§ Problem statement: The full set of entries below should be transcribed exactly.

§ Given data:
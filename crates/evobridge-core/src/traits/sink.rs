// SPDX-FileCopyrightText: 2026 Evobridge Contributors
// SPDX-License-Identifier: MIT OR Apache-2.0

//! Notification sink for supervisor events.

use crate::events::SupervisorEvent;

/// Fire-and-forget delivery of supervisor events.
///
/// `publish` must never block the caller and never fail. Implementations
/// drop events they cannot deliver.
pub trait NotificationSink: Send + Sync {
    fn publish(&self, event: SupervisorEvent);
}

/// Sink that discards everything. Used by one-shot CLI commands.
#[derive(Debug, Default, Clone, Copy)]
pub struct NullSink;

impl NotificationSink for NullSink {
    fn publish(&self, event: SupervisorEvent) {
        tracing::trace!(event = event.kind(), "event discarded");
    }
}
use leptos::prelude::*;

/// Button component with variants ("primary", "icon") and a reactive disabled state
#[component]
pub fn Button(
    /// Button variant: "primary" (default) or "icon"
    #[prop(optional, into)]
    variant: MaybeProp<String>,
    /// Additional CSS classes
    #[prop(optional, into)]
    class: MaybeProp<String>,
    /// Accessible label, also shown as tooltip
    #[prop(optional, into)]
    title: MaybeProp<String>,
    /// Disabled state (reactive)
    #[prop(optional, into)]
    disabled: Signal<bool>,
    /// Click event handler
    #[prop(optional)]
    on_click: Option<Callback<leptos::ev::MouseEvent>>,
    /// Button children (content)
    children: Children,
) -> impl IntoView {
    let variant_class = move || match variant.get().as_deref() {
        Some("icon") => "button--icon",
        _ => "button--primary",
    };
    let additional_class = move || class.get().unwrap_or_default();

    view! {
        <button
            type="button"
            class=move || format!("button {} {}", variant_class(), additional_class())
            title=move || title.get()
            aria-label=move || title.get()
            disabled=move || disabled.get()
            on:click=move |ev| {
                if let Some(handler) = on_click {
                    handler.run(ev);
                }
            }
        >
            {children()}
        </button>
    }
}
use crate::shared::components::ui::Button;
use crate::shared::icons::icon;
use leptos::prelude::*;

/// Карточка с одним сгенерированным текстом и кнопкой копирования
#[component]
#[allow(non_snake_case)]
pub fn ResultCard(
    #[prop(into)] title: String,
    icon_name: &'static str,
    /// CSS-модификатор акцента: "social" или "article"
    accent: &'static str,
    text: String,
    /// Иконка-галочка, пока это поле считается скопированным
    #[prop(into)]
    is_copied: Signal<bool>,
    on_copy: Callback<()>,
) -> impl IntoView {
    view! {
        <section class=format!("result-card result-card--{}", accent)>
            <div class="result-card__header">
                <div class="result-card__title">
                    {icon(icon_name)}
                    <span>{title}</span>
                </div>
                <Button
                    variant="icon"
                    title="Copiar"
                    on_click=Callback::new(move |_| on_copy.run(()))
                >
                    {move || {
                        if is_copied.get() {
                            view! { <span class="result-card__copied">{icon("check")}</span> }.into_any()
                        } else {
                            icon("copy")
                        }
                    }}
                </Button>
            </div>
            <div class="result-card__body">{text}</div>
        </section>
    }
}
pub mod button;
pub mod input;
pub mod textarea;

pub use button::Button;
pub use input::Input;
pub use textarea::Textarea;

§ Answer to the exercise:
filename crates/evobridge-core/src/traits/sink.rs
// SPDX-FileCopyrightText: 2026 Evobridge Contributors
// SPDX-License-Identifier: MIT OR Apache-2.0

//! Notification sink for supervisor events.

use crate::events::SupervisorEvent;

/// Fire-and-forget delivery of supervisor events.
///
/// `publish` must never block the caller and never fail. Implementations
/// drop events they cannot deliver.
pub trait NotificationSink: Send + Sync {
    fn publish(&self, event: SupervisorEvent);
}

/// Sink that discards everything. Used by one-shot CLI commands.
#[derive(Debug, Default, Clone, Copy)]
pub struct NullSink;

impl NotificationSink for NullSink {
    fn publish(&self, event: SupervisorEvent) {
        tracing::trace!(event = event.kind(), "event discarded");
    }
}
use leptos::prelude::*;

/// Button component with variants ("primary", "icon") and a reactive disabled state
#[component]
pub fn Button(
    /// Button variant: "primary" (default) or "icon"
    #[prop(optional, into)]
    variant: MaybeProp<String>,
    /// Additional CSS classes
    #[prop(optional, into)]
    class: MaybeProp<String>,
    /// Accessible label, also shown as tooltip
    #[prop(optional, into)]
    title: MaybeProp<String>,
    /// Disabled state (reactive)
    #[prop(optional, into)]
    disabled: Signal<bool>,
    /// Click event handler
    #[prop(optional)]
    on_click: Option<Callback<leptos::ev::MouseEvent>>,
    /// Button children (content)
    children: Children,
) -> impl IntoView {
    let variant_class = move || match variant.get().as_deref() {
        Some("icon") => "button--icon",
        _ => "button--primary",
    };
    let additional_class = move || class.get().unwrap_or_default();

    view! {
        <button
            type="button"
            class=move || format!("button {} {}", variant_class(), additional_class())
            title=move || title.get()
            aria-label=move || title.get()
            disabled=move || disabled.get()
            on:click=move |ev| {
                if let Some(handler) = on_click {
                    handler.run(ev);
                }
            }
        >
            {children()}
        </button>
    }
}
use crate::shared::components::ui::Button;
use crate::shared::icons::icon;
use leptos::prelude::*;

/// Карточка с одним сгенерированным текстом и кнопкой копирования
#[component]
#[allow(non_snake_case)]
pub fn ResultCard(
    #[prop(into)] title: String,
    icon_name: &'static str,
    /// CSS-модификатор акцента: "social" или "article"
    accent: &'static str,
    text: String,
    /// Иконка-галочка, пока это поле считается скопированным
    #[prop(into)]
    is_copied: Signal<bool>,
    on_copy: Callback<()>,
) -> impl IntoView {
    view! {
        <section class=format!("result-card result-card--{}", accent)>
            <div class="result-card__header">
                <div class="result-card__title">
                    {icon(icon_name)}
                    <span>{title}</span>
                </div>
                <Button
                    variant="icon"
                    title="Copiar"
                    on_click=Callback::new(move |_| on_copy.run(()))
                >
                    {move || {
                        if is_copied.get() {
                            view! { <span class="result-card__copied">{icon("check")}</span> }.into_any()
                        } else {
                            icon("copy")
                        }
                    }}
                </Button>
            </div>
            <div class="result-card__body">{text}</div>
        </section>
    }
}
pub mod button;
pub mod input;
pub mod textarea;

pub use button::Button;
pub use input::Input;
pub use textarea::Textarea;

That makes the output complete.